Not just a B-boy

Dance warrior Ralph Escamillan waacks, pops and vogues


While most of his routines are choreographed, B-boy Ralph Escamillan definitely dances to his own beat.

From his start as a breakdancer in Vancouver at age 14 — when he worked at a studio in exchange for classes, cleaning floors, bathrooms and throwing out the garbage — to his development into a confident dancer who mixes styles not often seen in competition, Escamillan has done it his way.

“I do dances that are specific to the gay community, like waacking and vogue, so sometimes I get weird looks when I’m battling,” he says. “But I don’t really care because I’m an ‘I don’t give a shit’ kind of person. I just do what I do. I just do me.”

Escamillan will be bringing his personal flair to the stage at the end of November when he stars in Klorofyl, one of two urban dance shows running at Toronto’s Harbourfront Centre starting Nov 24.

At 18, Escamillan is “the baby of the company,” he says, but he’s no amateur. He’s been obsessed with dancing since a YouTube video of a Filipino troupe inspired him to dive into the dance world and take in as much as he could, from breakdance to ballet.

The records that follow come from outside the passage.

//!
//! # Export Options
//!
//! Field-layout settings for the job text format.
//! The keywords themselves are fixed (see [crate::JobKey]); these settings cover how records are laid out.
//!

// Crates.io
use once_cell::sync::Lazy;
use schemars::JsonSchema;
use serde::{Deserialize, Serialize};

// Local imports
use crate::utils::{EnumStr, ErrorHelper, SerdeFile};
use crate::{Checker, ErrorContext, JobKey, JobResult};

/// Default [ExportOptions], shared by exports which do not specify their own
pub static DEFAULT_OPTIONS: Lazy<ExportOptions> = Lazy::new(ExportOptions::default);

/// # Export Options
#[derive(Debug, Clone, Deserialize, Serialize, JsonSchema, PartialEq, Eq)]
#[serde(default)]
pub struct ExportOptions {
    /// Indentation of records inside each section
    pub indent: String,
    /// Column, after the indentation, at which record values start
    pub key_width: usize,
    /// Decimal places written for each decimal value
    pub precision: u32,
    /// Maximum characters per comment line
    pub max_comment_len: usize,
}
impl Default for ExportOptions {
    fn default() -> Self {
        Self {
            indent: "    ".into(),
            key_width: 32,
            precision: 6,
            max_comment_len: 40,
        }
    }
}
impl ExportOptions {
    /// Check that these options can lay out every record
    pub fn validate(&self) -> JobResult<()> {
        let checker = Checker(ErrorContext::Options);
        checker.assert(
            self.indent.chars().all(|c| c == ' ' || c == '\t'),
            "Indentation must be spaces or tabs",
        )?;
        let longest = JobKey::all().iter().map(|k| k.to_str().len()).max();
        let longest = checker.unwrap(longest, "Empty keyword table")?;
        checker.assert(
            self.key_width > longest,
            format!(
                "Key width {} must exceed the longest keyword ({} characters)",
                self.key_width, longest
            ),
        )?;
        checker.assert(self.precision <= 12, "Precision must be at most 12 places")?;
        checker.assert(
            self.max_comment_len > 0,
            "Maximum comment length must be positive",
        )
    }
}
impl SerdeFile for ExportOptions {}

#[cfg(test)]
mod tests {
    use super::*;
    use crate::utils::SerializationFormat::{Toml, Yaml};

    #[test]
    fn test_default_options() -> JobResult<()> {
        DEFAULT_OPTIONS.validate()?;
        assert_eq!(*DEFAULT_OPTIONS, ExportOptions::default());
        Ok(())
    }
    #[test]
    fn test_partial_options() -> JobResult<()> {
        // Unspecified fields take their defaults
        let opts: ExportOptions = Yaml.from_str(
            r#"
            indent: "\t"
            key_width: 24
            "#,
        )?;
        assert_eq!(opts.indent, "\t");
        assert_eq!(opts.key_width, 24);
        assert_eq!(opts.precision, 6);
        opts.validate()?;

        let opts: ExportOptions = Toml.from_str("key_width = 8")?;
        assert!(opts.validate().is_err());
        Ok(())
    }
}
//!
//! # Layers & Exposure Parameters
//!

// Crates.io
use derive_builder::Builder;
use schemars::JsonSchema;
use serde::{Deserialize, Serialize};

// Local imports
use crate::utils::ErrorHelper;
use crate::{Checker, ErrorContext, JobDecimal, JobError, JobResult, Xy};

///
/// # Exposure Parameters
///
/// Per-image settings for one [Layer].
/// Energy is required. Focus and focus-tilt default to zero;
/// unset optical settings are left to the tool's defaults and not written.
///
/// Beyond the [Exposure::new] shorthand, the full set is available through [ExposureBuilder]:
///
/// ```rust
/// use job21::{Exposure, ExposureBuilder, JobDecimal};
///
/// let e: Exposure = ExposureBuilder::default()
///     .energy(21)
///     .numerical_aperture(JobDecimal::new(57, 2))
///     .build()
///     .unwrap();
/// assert_eq!(e.focus, JobDecimal::ZERO);
/// ```
///
#[derive(Debug, Clone, Builder, Deserialize, Serialize, JsonSchema, PartialEq, Eq)]
#[builder(pattern = "owned", setter(into))]
pub struct Exposure {
    /// Exposure energy, mJ/cm2
    pub energy: JobDecimal,
    /// Focus offset, um
    #[serde(default)]
    #[builder(default)]
    pub focus: JobDecimal,
    /// Focus tilt, (x,y) urad
    #[serde(default)]
    #[builder(default)]
    pub focus_tilt: Xy,
    /// Numerical aperture
    #[serde(default, skip_serializing_if = "Option::is_none")]
    #[builder(default, setter(strip_option))]
    pub numerical_aperture: Option<JobDecimal>,
    /// Illumination outer sigma
    #[serde(default, skip_serializing_if = "Option::is_none")]
    #[builder(default, setter(strip_option))]
    pub sigma_outer: Option<JobDecimal>,
    /// Illumination inner sigma
    #[serde(default, skip_serializing_if = "Option::is_none")]
    #[builder(default, setter(strip_option))]
    pub sigma_inner: Option<JobDecimal>,
}
impl Exposure {
    /// Create a new [Exposure] with `energy` and `focus`, and all other parameters at their defaults
    pub fn new(energy: impl Into<JobDecimal>, focus: impl Into<JobDecimal>) -> Self {
        Self {
            energy: energy.into(),
            focus: focus.into(),
            focus_tilt: Xy::default(),
            numerical_aperture: None,
            sigma_outer: None,
            sigma_inner: None,
        }
    }
    /// Check parameter ranges
    pub(crate) fn validate(&self, ctx: ErrorContext) -> JobResult<()> {
        let checker = Checker(ctx);
        let zero = JobDecimal::ZERO;
        let one = JobDecimal::ONE;
        checker.assert(
            self.energy > zero,
            format!("Exposure energy {} must be positive", self.energy),
        )?;
        if let Some(na) = self.numerical_aperture {
            checker.assert(
                na > zero && na <= one,
                format!("Numerical aperture {} must be in (0, 1]", na),
            )?;
        }
        for sigma in [self.sigma_outer, self.sigma_inner].iter().flatten() {
            checker.assert(
                *sigma >= zero && *sigma <= one,
                format!("Sigma {} must be in [0, 1]", sigma),
            )?;
        }
        if let (Some(outer), Some(inner)) = (self.sigma_outer, self.sigma_inner) {
            checker.assert(
                inner <= outer,
                format!("Inner sigma {} exceeds outer sigma {}", inner, outer),
            )?;
        }
        Ok(())
    }
}
impl From<ExposureBuilderError> for JobError {
    fn from(e: ExposureBuilderError) -> Self {
        JobError::validation(ErrorContext::Job, e.to_string())
    }
}

/// # Layer Exposure Entry
///
/// An [Exposure] of the image with ID `image`.
#[derive(Debug, Clone, Deserialize, Serialize, JsonSchema, PartialEq, Eq)]
pub struct LayerExposure {
    /// Image ID
    pub image: String,
    /// Exposure parameters
    pub params: Exposure,
}

///
/// # Layer
///
/// One lithographic exposure pass: an ordered list of image exposures,
/// optionally aligned by a named alignment strategy.
/// The layer with the empty ID is the "zero layer".
///
#[derive(Debug, Clone, Default, Deserialize, Serialize, JsonSchema, PartialEq, Eq)]
pub struct Layer {
    /// Layer ID, unique within its [crate::Job]
    pub(crate) id: String,
    /// Image exposures, in insertion order. An image may appear more than once.
    #[serde(default, skip_serializing_if = "Vec::is_empty")]
    pub(crate) exposures: Vec<LayerExposure>,
    /// Alignment strategy ID
    #[serde(default, skip_serializing_if = "Option::is_none")]
    pub(crate) strategy: Option<String>,
}
impl Layer {
    pub fn id(&self) -> &str {
        &self.id
    }
    /// Boolean indication of whether this is the zero layer
    pub fn is_zero(&self) -> bool {
        self.id.is_empty()
    }
    /// Image exposures, in insertion order
    pub fn exposures(&self) -> &[LayerExposure] {
        &self.exposures
    }
    /// Alignment strategy ID, if any
    pub fn strategy(&self) -> Option<&str> {
        self.strategy.as_deref()
    }
}

#[cfg(test)]
mod tests {
    use super::*;
    use rust_decimal_macros::dec;

    #[test]
    fn test_exposure_builder() -> JobResult<()> {
        let e = ExposureBuilder::default()
            .energy(dec!(22.5))
            .focus(dec!(-0.1))
            .sigma_outer(dec!(0.6))
            .sigma_inner(dec!(0.3))
            .build()?;
        assert_eq!(e.numerical_aperture, None);
        assert_eq!(e.sigma_outer, Some(dec!(0.6)));
        e.validate(ErrorContext::Job)?;

        // Energy is required
        let e: JobResult<Exposure> = ExposureBuilder::default().focus(1).build().map_err(|e| e.into());
        assert!(e.is_err());
        Ok(())
    }
    #[test]
    fn test_exposure_ranges() {
        let ctx = || ErrorContext::Layer("Metal".into());
        assert!(Exposure::new(0, 0).validate(ctx()).is_err());
        assert!(Exposure::new(-5, 0).validate(ctx()).is_err());
        assert!(Exposure::new(21, dec!(-0.10)).validate(ctx()).is_ok());

        let mut e = Exposure::new(21, 0);
        e.numerical_aperture = Some(dec!(1.2));
        assert!(e.validate(ctx()).is_err());

        let mut e = Exposure::new(21, 0);
        e.sigma_outer = Some(dec!(0.3));
        e.sigma_inner = Some(dec!(0.5));
        assert!(e.validate(ctx()).is_err());
    }
}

As the son of a single mother who had post-secondary hopes for her son and worried that dancing was a waste of his money, Escamillan had to be determined. For several years he worked two jobs, went to school five days a week and commuted to dance rehearsals an hour from his home.

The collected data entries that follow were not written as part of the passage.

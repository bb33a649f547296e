//!
//! # Job21 Wafer-Stepper Exposure Jobs
//!
//! Models the layout of a photolithography exposure job:
//! the wafer, its periodic grid of cells, the reticle [Image]s placed onto that grid,
//! the [Layer]s binding images to exposure parameters, and the wafer [Alignment] marks.
//! A composed [Job] is exported to the stepper's line-oriented job-description text format.
//!
//! All lengths are in millimeters at wafer scale, stored as [JobDecimal]s.
//!
//! ```rust
//! use job21::{CellCR, Exposure, Job, JobResult, Xy};
//!
//! fn build() -> JobResult<String> {
//!     let mut job = Job::new();
//!     job.set_comment(["Demo Job"])?;
//!     job.set_cell_size(Xy::new(4, 4))?;
//!     job.image("Res", "OPC1", Xy::new(3, 3), Xy::default())?;
//!     job.distribute("Res", CellCR::new(0, 0), Xy::default())?;
//!     job.zero_layer()?;
//!     job.layer("Metal")?;
//!     job.expose_image("Metal", "Res", Exposure::new(21, 0))?;
//!     job.to_text()
//! }
//! assert!(build().unwrap().contains("IMAGE_DEFINITION"));
//! ```
//!

// Crates.io
pub use rust_decimal;

// Internal modules & re-exports
pub use job21utils as utils;

pub mod error;
pub use error::*;

pub mod coords;
pub use coords::*;

pub mod wafer;
pub use wafer::*;

pub mod image;
pub use image::*;

pub mod layer;
pub use layer::*;

pub mod align;
pub use align::*;

pub mod job;
pub use job::*;

pub mod options;
pub use options::*;

pub mod write;
pub use write::{JobExport, JobKey, JobSection};

pub mod convert;


///
/// # JobDecimal
///
/// Type alias for all decimal-valued data: lengths, shifts, energies and focus offsets.
/// Uses [rust_decimal](https://crates.io/crates/rust_decimal) internally,
/// so that values entered in decimal millimeters are represented, and summed, exactly.
///
pub type JobDecimal = rust_decimal::Decimal;

/// Check an identifier-string destined for a quoted field of the job file.
/// Quotes and line-breaks cannot be represented there.
pub(crate) fn check_name(ctx: ErrorContext, name: &str, allow_empty: bool) -> JobResult<()> {
    use utils::ErrorHelper;
    let checker = Checker(ctx);
    checker.assert(allow_empty || !name.is_empty(), "Empty identifier")?;
    checker.assert(
        !name.contains(|c: char| c == '"' || c == '\n' || c == '\r'),
        format!("Invalid character in \"{}\": quotes and line-breaks are not allowed", name),
    )
}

Throw in his coming out at age 17, a move to the “big city,” offers from dance companies, his mother’s change of heart, and one crazy night at a downtown vogue ball, and his life’s path starts to sound like a movie starring Jessica Alba.

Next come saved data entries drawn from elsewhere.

//!
//! # Markup Serialization
//!
//! Job descriptions and export options are authored as JSON, YAML or TOML.
//! [SerializationFormat] converts between these and serde types, in strings and in files.
//!

// Std-Lib
use std::io::Write;
use std::path::Path;
use std::str::FromStr;

// Crates.io Imports
use serde::de::DeserializeOwned;
use serde::Serialize;
use tempfile::NamedTempFile;
use textwrap::dedent;

/// # Supported Markup Formats
#[derive(Debug, Clone, Copy, PartialEq, Eq)]
pub enum SerializationFormat {
    Json,
    Yaml,
    Toml,
}
impl SerializationFormat {
    /// Infer the format from the extension of file-path `fname`
    pub fn from_path(fname: impl AsRef<Path>) -> Result<Self, Error> {
        let ext = fname
            .as_ref()
            .extension()
            .and_then(|e| e.to_str())
            .unwrap_or("");
        ext.parse()
    }
    /// Serialize `data` to a string. JSON is pretty-printed.
    pub fn to_string(&self, data: &impl Serialize) -> Result<String, Error> {
        let s = match self {
            Self::Json => serde_json::to_string_pretty(data)?,
            Self::Yaml => serde_yaml::to_string(data)?,
            Self::Toml => toml::to_string(data)?,
        };
        Ok(s)
    }
    /// Parse string `s`.
    /// Leading indentation common to every line is removed first, so inline test-data can be indented.
    pub fn from_str<T: DeserializeOwned>(&self, s: &str) -> Result<T, Error> {
        self.parse_text(&dedent(s))
    }
    /// Parse `text` as-is
    fn parse_text<T: DeserializeOwned>(&self, text: &str) -> Result<T, Error> {
        let data = match self {
            Self::Json => serde_json::from_str(text)?,
            Self::Yaml => serde_yaml::from_str(text)?,
            Self::Toml => toml::from_str(text)?,
        };
        Ok(data)
    }
    /// Save `data` to file `fname`, via [write_file]
    pub fn save(&self, data: &impl Serialize, fname: impl AsRef<Path>) -> Result<(), Error> {
        let text = self.to_string(data)?;
        write_file(fname, text)?;
        Ok(())
    }
    /// Load from file at path `fname`. Failures name the file.
    pub fn open<T: DeserializeOwned>(&self, fname: impl AsRef<Path>) -> Result<T, Error> {
        let fname = fname.as_ref();
        let text = std::fs::read_to_string(fname)?;
        self.parse_text(&text)
            .map_err(|e| Error::msg(format!("{}: {}", fname.display(), e)))
    }
}

/// Write `contents` to file `fname`, replacing any existing file whole.
/// Content goes to a temporary file in the same directory, which is then renamed over `fname`.
/// On failure the temporary file is removed, and any existing `fname` is left untouched.
pub fn write_file(fname: impl AsRef<Path>, contents: impl AsRef<[u8]>) -> std::io::Result<()> {
    let fname = fname.as_ref();
    let dir = match fname.parent() {
        Some(p) if !p.as_os_str().is_empty() => p,
        _ => Path::new("."),
    };
    let mut tmp = NamedTempFile::new_in(dir)?;
    tmp.write_all(contents.as_ref())?;
    tmp.flush()?;
    tmp.persist(fname)?;
    Ok(())
}

impl FromStr for SerializationFormat {
    type Err = Error;
    /// Parse a format name or file extension, case-insensitively.
    fn from_str(s: &str) -> Result<Self, Self::Err> {
        match s.to_ascii_lowercase().as_str() {
            "json" => Ok(Self::Json),
            "yaml" | "yml" => Ok(Self::Yaml),
            "toml" => Ok(Self::Toml),
            _ => Err(Error::msg(format!(
                "Invalid format: \"{}\". Must be one of (json, yaml, toml).",
                s
            ))),
        }
    }
}

///
/// # Markup Files
///
/// Implemented, with an empty `impl` block, by each serde type stored in its own file:
/// job descriptions and export options.
///
pub trait SerdeFile: Serialize + DeserializeOwned {
    /// Save in `fmt`-format to file `fname`
    fn save(&self, fmt: SerializationFormat, fname: impl AsRef<Path>) -> Result<(), Error> {
        fmt.save(self, fname)
    }
    /// Open from `fmt`-format file `fname`
    fn open(fname: impl AsRef<Path>, fmt: SerializationFormat) -> Result<Self, Error> {
        fmt.open(fname)
    }
    /// Open from file `fname`, inferring its format from the file extension
    fn open_any(fname: impl AsRef<Path>) -> Result<Self, Error> {
        let fmt = SerializationFormat::from_path(&fname)?;
        fmt.open(fname)
    }
}

/// Serialization or file error, from any of the markup crates or [std::io]
#[derive(Debug)]
pub struct Error(Box<dyn std::error::Error + Send + Sync>);
impl Error {
    /// Create an [Error] from a string message
    pub fn msg(s: impl Into<String>) -> Self {
        let s: String = s.into();
        Self(s.into())
    }
}
impl std::fmt::Display for Error {
    /// Display the wrapped error
    fn fmt(&self, f: &mut std::fmt::Formatter) -> std::fmt::Result {
        std::fmt::Display::fmt(&self.0, f)
    }
}
impl std::error::Error for Error {}
impl From<serde_json::Error> for Error {
    fn from(e: serde_json::Error) -> Self {
        Self(Box::new(e))
    }
}
impl From<serde_yaml::Error> for Error {
    fn from(e: serde_yaml::Error) -> Self {
        Self(Box::new(e))
    }
}
impl From<toml::ser::Error> for Error {
    fn from(e: toml::ser::Error) -> Self {
        Self(Box::new(e))
    }
}
impl From<toml::de::Error> for Error {
    fn from(e: toml::de::Error) -> Self {
        Self(Box::new(e))
    }
}
impl From<std::io::Error> for Error {
    fn from(e: std::io::Error) -> Self {
        Self(Box::new(e))
    }
}

#[cfg(test)]
mod tests {
    use super::*;

    #[test]
    fn test_format_names() {
        let parse = |s: &str| s.parse::<SerializationFormat>();
        assert_eq!(parse("YAML").unwrap(), SerializationFormat::Yaml);
        assert_eq!(parse("yml").unwrap(), SerializationFormat::Yaml);
        assert_eq!(parse("json").unwrap(), SerializationFormat::Json);
        assert!(parse("gds").is_err());

        let fmt = SerializationFormat::from_path("some/dir/job.toml").unwrap();
        assert_eq!(fmt, SerializationFormat::Toml);
        assert!(SerializationFormat::from_path("no_extension").is_err());
    }
    #[test]
    fn test_dedented_yaml() {
        let v: Vec<u32> = SerializationFormat::Yaml
            .from_str(
                r#"
                - 1
                - 2
                "#,
            )
            .unwrap();
        assert_eq!(v, vec![1, 2]);
    }
    #[test]
    fn test_file_round_trip() -> Result<(), Error> {
        let dir = tempfile::tempdir()?;
        let fname = dir.path().join("data.json");
        let data = vec!["a".to_string(), "b".to_string()];
        SerializationFormat::Json.save(&data, &fname)?;
        let back: Vec<String> = SerializationFormat::Json.open(&fname)?;
        assert_eq!(back, data);

        let missing = SerializationFormat::Json.open::<Vec<String>>(dir.path().join("missing.json"));
        assert!(missing.is_err());
        Ok(())
    }
    #[test]
    fn test_write_file() -> std::io::Result<()> {
        let dir = tempfile::tempdir()?;
        let fname = dir.path().join("out.txt");
        write_file(&fname, "first")?;
        write_file(&fname, "second")?;
        assert_eq!(std::fs::read_to_string(&fname)?, "second");
        // Nothing left behind but the file itself
        assert_eq!(std::fs::read_dir(dir.path())?.count(), 1);

        // Failure leaves no temporary file, and the existing file intact
        let blocked = dir.path().join("blocked");
        std::fs::create_dir(&blocked)?;
        std::fs::write(blocked.join("keep"), "x")?;
        assert!(write_file(&blocked, "data").is_err());
        assert_eq!(std::fs::read_dir(dir.path())?.count(), 2);
        Ok(())
    }
}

“I love that my dancing is running with my actual life now,” he says. “I have a connection with it emotionally and physically that I can’t find anywhere else.” But he by no means feels on top of his game. “My love of dance always changes every few months because I’m always learning. I think every dancer should be a learner; you should never know everything, because then you plateau and you don’t have anything to work for.”

Escamillan says he considers himself a contemporary dancer, not necessarily a B-boy. The “purists” devote 100 percent of their time to their genre, he says, instead of dabbling in many, which he likes to do: popping, house, waacking, voguing, you name it. But titles, whether describing a genre or a sexual orientation, just aren’t for him. Nevertheless, he says, there are people in the industry who want to categorize dancers.

 

Despite the stereotype that most male dancers are gay (Escamillan says it’s more like 50-50), homophobia still exists in the industry, he says.

“For commercial work, if you’re going to be on TV, it’s about your face — what you can bring to the TV screen. If you look gay, maybe three times out of 10 they will hire you,” he says.

“I’m still going to be me, ’cause I know hard work pays off. I worked my butt off when I was younger, and I’m still working my ass off now. So I think if you work hard and don’t really care, you’ll still get far.”

The upcoming Klorofyl show, which was inspired by the Kurosawa film Seven Samurai, will see Escamillan, fittingly, play a warrior. “It’s almost like an action movie in a sense,” he says.

The show combines several genres, including house, hip hop and jazz, and the characters “struggle to challenge established dance formats.”

“My character is kind of different and is okay with change,” Escamillan says. “For the tribal part, I will be different-looking than everyone else, but it’s all part of the piece.”